Pre- and postnatal diagnosis of Trisomy 13 in SA is often made on PCR aneuploidy screen, which detects triplicate copies of short tandem repeat sequences on chromosome 13. The test is also used for confirming the diagnosis of Down syndrome (Trisomy 21) and Trisomy 18. PCR aneuploidy testing does not elucidate the mechanism of the trisomy or provide recurrence risk information, and as such, karyotype analysis can also be used as a first-line investigation in suspected cases. Trisomy 13 can be suspected on antenatal US by 20 weeks' gestation in 90 - 100% of cases.[9] Apart from structural anomalies, other indicators of Trisomy 13 include intrauterine growth restriction, echogenic cardiac foci, hypotelorism and poly- or oligohydramnios.[8,9] Invasive prenatal testing, including CVS (11 - 13 weeks' gestation) or amniocentesis (16 - 20 weeks' gestation), can be offered to women of advanced maternal age who are at increased risk of aneuploidy or those whose antenatal US has detected fetal anomalies.

While it is generally agreed that affected infants have a poor prognosis and significant disability if they survive, recent discourse has questioned the care that should be afforded these individuals. Traditional views of palliative care and the withholding of life-saving treatments are now being challenged by families and healthcare practitioners who advocate life-saving interventions. A review of this discourse is beyond the scope of this report; however, it is recommended that a balanced approach be taken when counselling families at the time of diagnosis and thereafter, and that parental autonomy be seriously considered. Each case should be treated on an individual basis with personalised care, based on the social and financial resources of the family as well as the best interests of the child.[10,11] Genetic counselling is beneficial not only in terms of understanding the diagnosis and its implications, but also in supporting families to make particularly difficult decisions for future care and family planning.

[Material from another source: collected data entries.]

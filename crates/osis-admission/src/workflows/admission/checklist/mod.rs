//! Per-admission review checklist: one status tree per tab.
//!
//! The tree is a passive data holder. Whether a transition is allowed is decided by the
//! validators in [`crate::workflows::admission::validation::decision`] before the tree is
//! mutated.

mod blueprint;

pub use blueprint::{experience_configurations, ChecklistBlueprint, StatusConfiguration};

use serde::{Deserialize, Serialize};
use std::collections::BTreeMap;

use crate::workflows::admission::domain::ExperienceId;
use crate::workflows::admission::validation::BusinessException;

/// Configured status of a tab root, or of one experience child of the previous experience tab.
#[derive(Debug, Clone, PartialEq, Eq, Serialize)]
pub struct ResolvedStatus {
    pub tab: ChecklistTab,
    pub experience: Option<String>,
    pub status: Option<&'static str>,
}

/// Identifier of the secondary studies child of the previous experience tab.
pub const SECONDARY_STUDIES_IDENTIFIER: &str = "ETUDES_SECONDAIRES";

#[derive(Debug, Clone, Copy, PartialEq, Eq, Hash, PartialOrd, Ord, Serialize, Deserialize)]
pub enum ChecklistStatus {
    #[serde(rename = "INITIAL_CANDIDAT")]
    InitialCandidate,
    #[serde(rename = "INITIAL_NON_CONCERNE")]
    InitialNotConcerned,
    #[serde(rename = "GEST_EN_COURS")]
    InProgress,
    #[serde(rename = "GEST_BLOCAGE")]
    Blocked,
    #[serde(rename = "GEST_BLOCAGE_ULTERIEUR")]
    BlockedLater,
    #[serde(rename = "GEST_REUSSITE")]
    Success,
}

impl ChecklistStatus {
    pub const fn label(self) -> &'static str {
        match self {
            Self::InitialCandidate => "Initial (candidate)",
            Self::InitialNotConcerned => "Initial (not concerned)",
            Self::InProgress => "In progress",
            Self::Blocked => "Blocked",
            Self::BlockedLater => "Blocked after enrolment",
            Self::Success => "Success",
        }
    }

    pub const fn wire_name(self) -> &'static str {
        match self {
            Self::InitialCandidate => "INITIAL_CANDIDAT",
            Self::InitialNotConcerned => "INITIAL_NON_CONCERNE",
            Self::InProgress => "GEST_EN_COURS",
            Self::Blocked => "GEST_BLOCAGE",
            Self::BlockedLater => "GEST_BLOCAGE_ULTERIEUR",
            Self::Success => "GEST_REUSSITE",
        }
    }
}

/// Open-ended metadata attached to a checklist node.
#[derive(Debug, Clone, PartialEq, Eq, Default, Serialize, Deserialize)]
#[serde(transparent)]
pub struct ChecklistExtra(pub BTreeMap<String, String>);

impl ChecklistExtra {
    pub const IDENTIFIER: &'static str = "identifiant";
    pub const DECISION: &'static str = "decision";
    pub const IN_PROGRESS: &'static str = "en_cours";
    pub const BLOCKING: &'static str = "blocage";
    pub const SUCCESS: &'static str = "reussite";
    pub const FRAUD: &'static str = "fraud";
    pub const AUTHENTICATION: &'static str = "authentification";
    pub const TO_BE_COMPLETED: &'static str = "to_be_completed";

    pub fn new() -> Self {
        Self::default()
    }

    pub fn from_pairs(pairs: &[(&str, &str)]) -> Self {
        Self(
            pairs
                .iter()
                .map(|(key, value)| ((*key).to_string(), (*value).to_string()))
                .collect(),
        )
    }

    pub fn with(mut self, key: &str, value: &str) -> Self {
        self.insert(key, value);
        self
    }

    pub fn insert(&mut self, key: &str, value: &str) {
        self.0.insert(key.to_string(), value.to_string());
    }

    pub fn get(&self, key: &str) -> Option<&str> {
        self.0.get(key).map(String::as_str)
    }

    pub fn identifier(&self) -> Option<&str> {
        self.get(Self::IDENTIFIER)
    }

    pub fn decision(&self) -> Option<&str> {
        self.get(Self::DECISION)
    }

    pub fn in_progress(&self) -> Option<&str> {
        self.get(Self::IN_PROGRESS)
    }

    /// Every entry of `self` is present with the same value in `other`.
    pub fn is_subset_of(&self, other: &ChecklistExtra) -> bool {
        self.0
            .iter()
            .all(|(key, value)| other.0.get(key) == Some(value))
    }
}

/// One node of a checklist tab. Missing fields deserialize to an empty node.
#[derive(Debug, Clone, PartialEq, Eq, Default, Serialize, Deserialize)]
#[serde(default)]
pub struct ChecklistNode {
    #[serde(rename = "libelle")]
    pub label: String,
    #[serde(rename = "statut")]
    pub status: Option<ChecklistStatus>,
    pub extra: ChecklistExtra,
    #[serde(rename = "enfants")]
    pub children: Vec<ChecklistNode>,
}

impl ChecklistNode {
    pub fn new(label: &str, status: ChecklistStatus) -> Self {
        Self {
            label: label.to_string(),
            status: Some(status),
            ..Self::default()
        }
    }

    pub fn with_extra(mut self, key: &str, value: &str) -> Self {
        self.extra.insert(key, value);
        self
    }

    fn experience(identifier: &str) -> Self {
        Self::new(identifier, ChecklistStatus::InitialCandidate)
            .with_extra(ChecklistExtra::IDENTIFIER, identifier)
    }

    pub fn has_status(&self, status: ChecklistStatus) -> bool {
        self.status == Some(status)
    }

    pub fn child(&self, identifier: &str) -> Option<&ChecklistNode> {
        self.children
            .iter()
            .find(|child| child.extra.identifier() == Some(identifier))
    }

    pub fn child_mut(&mut self, identifier: &str) -> Option<&mut ChecklistNode> {
        self.children
            .iter_mut()
            .find(|child| child.extra.identifier() == Some(identifier))
    }
}

#[derive(Debug, Clone, Copy, PartialEq, Eq, Hash, PartialOrd, Ord, Serialize, Deserialize)]
#[serde(rename_all = "snake_case")]
pub enum ChecklistTab {
    #[serde(rename = "donnees_personnelles")]
    PersonalData,
    #[serde(rename = "frais_dossier")]
    ApplicationFees,
    Assimilation,
    #[serde(rename = "choix_formation")]
    TrainingChoice,
    #[serde(rename = "parcours_anterieur")]
    PreviousExperience,
    #[serde(rename = "financabilite")]
    Financeability,
    #[serde(rename = "specificites_formation")]
    TrainingSpecificities,
    #[serde(rename = "decision_facultaire")]
    FacultyDecision,
    #[serde(rename = "decision_sic")]
    SicDecision,
    #[serde(rename = "decision_cdd")]
    CddDecision,
}

impl ChecklistTab {
    pub const fn ordered() -> [Self; 10] {
        [
            Self::PersonalData,
            Self::ApplicationFees,
            Self::Assimilation,
            Self::TrainingChoice,
            Self::PreviousExperience,
            Self::Financeability,
            Self::TrainingSpecificities,
            Self::FacultyDecision,
            Self::SicDecision,
            Self::CddDecision,
        ]
    }

    pub const fn key(self) -> &'static str {
        match self {
            Self::PersonalData => "donnees_personnelles",
            Self::ApplicationFees => "frais_dossier",
            Self::Assimilation => "assimilation",
            Self::TrainingChoice => "choix_formation",
            Self::PreviousExperience => "parcours_anterieur",
            Self::Financeability => "financabilite",
            Self::TrainingSpecificities => "specificites_formation",
            Self::FacultyDecision => "decision_facultaire",
            Self::SicDecision => "decision_sic",
            Self::CddDecision => "decision_cdd",
        }
    }

    pub const fn label(self) -> &'static str {
        match self {
            Self::PersonalData => "Personal data",
            Self::ApplicationFees => "Application fees",
            Self::Assimilation => "Assimilation",
            Self::TrainingChoice => "Course choice",
            Self::PreviousExperience => "Previous experience",
            Self::Financeability => "Financeability",
            Self::TrainingSpecificities => "Training specificities",
            Self::FacultyDecision => "Faculty decision",
            Self::SicDecision => "SIC decision",
            Self::CddDecision => "CDD decision",
        }
    }
}

/// Facts about the proposition that decide the initial status of each tab.
#[derive(Debug, Clone, PartialEq, Eq, Default)]
pub struct InitialChecklistFacts {
    pub eu_national: bool,
    pub fees_required: bool,
    pub with_cdd_decision: bool,
    pub valorised_experiences: Vec<ExperienceId>,
}

#[derive(Debug, Clone, PartialEq, Eq, Default, Serialize, Deserialize)]
#[serde(default)]
pub struct GeneralChecklist {
    pub donnees_personnelles: ChecklistNode,
    pub frais_dossier: ChecklistNode,
    pub assimilation: ChecklistNode,
    pub choix_formation: ChecklistNode,
    pub parcours_anterieur: ChecklistNode,
    pub financabilite: ChecklistNode,
    pub specificites_formation: ChecklistNode,
    pub decision_facultaire: ChecklistNode,
    pub decision_sic: ChecklistNode,
    pub decision_cdd: ChecklistNode,
}
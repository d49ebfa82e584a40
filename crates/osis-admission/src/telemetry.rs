use crate::config::TelemetryConfig;
use std::fmt;
use tracing_subscriber::filter::ParseError;
use tracing_subscriber::EnvFilter;

#[derive(Debug)]
pub enum TelemetryError {
    EnvFilter { value: String, source: ParseError },
    Subscriber(Box<dyn std::error::Error + Send + Sync>),
}

impl fmt::Display for TelemetryError {
    fn fmt(&self, f: &mut fmt::Formatter<'_>) -> fmt::Result {
        match self {
            TelemetryError::EnvFilter { value, .. } => {
                write!(f, "invalid log filter '{}' for the admission engine", value)
            }
            TelemetryError::Subscriber(err) => write!(f, "subscriber already installed: {err}"),
        }
    }
}

impl std::error::Error for TelemetryError {
    fn source(&self) -> Option<&(dyn std::error::Error + 'static)> {
        match self {
            TelemetryError::EnvFilter { source, .. } => Some(source),
            TelemetryError::Subscriber(err) => Some(&**err),
        }
    }
}

/// Install the compact subscriber used by the CLI. `RUST_LOG` wins over the configured level.
pub fn init(config: &TelemetryConfig) -> Result<(), TelemetryError> {
    let env_filter = match EnvFilter::try_from_default_env() {
        Ok(filter) => filter,
        Err(_) => filter_for(&config.log_level)?,
    };

    tracing_subscriber::fmt()
        .with_env_filter(env_filter)
        .with_target(false)
        .with_writer(std::io::stderr)
        .compact()
        .with_ansi(false)
        .try_init()
        .map_err(TelemetryError::Subscriber)
}

fn filter_for(level: &str) -> Result<EnvFilter, TelemetryError> {
    EnvFilter::try_new(level).map_err(|source| TelemetryError::EnvFilter {
        value: level.to_string(),
        source,
    })
}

Trisomy 13 can be suspected from the clinical phenotype of the affected infant. While unusual features may suggest a different diagnosis or a more complicated aetiology, they do not exclude the possibility of aneuploidy. As simple tests to detect aneuploidy can be readily accessed, common genetic conditions, including Trisomy 13, should be considered in the differential diagnosis and actively excluded even in the presence of unusual manifestations. Referral to a genetic counselling clinic is advocated whenever possible, although care of the affected infant and support for the family can and should be offered by all healthcare practitioners.

Acknowledgments. The authors wish to thank Prof. Thomy de Ravel (Universitaire ziekenhuizen Leuven, Belgium) for his assistance with array-CGH testing. We also wish to thank the patient and her family for their participation in this study, as well as Dr L Bhengu and the Paediatric Department at the Charlotte Maxeke Johannesburg Academic Hospital.



1. Carey JC. Trisomy 18 and Trisomy 13. In: Cassidy SB, Allanson JE, eds. Management of Genetic Syndromes. 3rd ed. New Jersey, USA: John Wiley & Sons, 2010.         [ Links ]

2. Parrot NM. A study of the three most common chromosome trisomies, 21 (Down syndrome), 18 (Edwards syndrome) and 13 (Patau syndrome) [Research report for MSc1. Johannesburg: University of the Witwatersrand, 1997.         [ Links ]

3. Martinez-Frias ML, Villa A, de Pablo RA. Limb deficiencies in infants with Trisomy 13. Am J Med Genet 2000;93(4):339-341. [;2-R]        [ Links ]

4. Kushel B, Gillesses-Kaesbach G. Trisomy 13 with bilateral hand oligodactyly. Am J Med Genet 2000;90(1):87-88. [;2-I]        [ Links ]

5. Urioste M, Martinez-Frias ML, Aparicio P. Ectrodactyly in Trisomy 13 syndrome. Am J Med Genet 1994;53(4):390-392. []        [ Links ]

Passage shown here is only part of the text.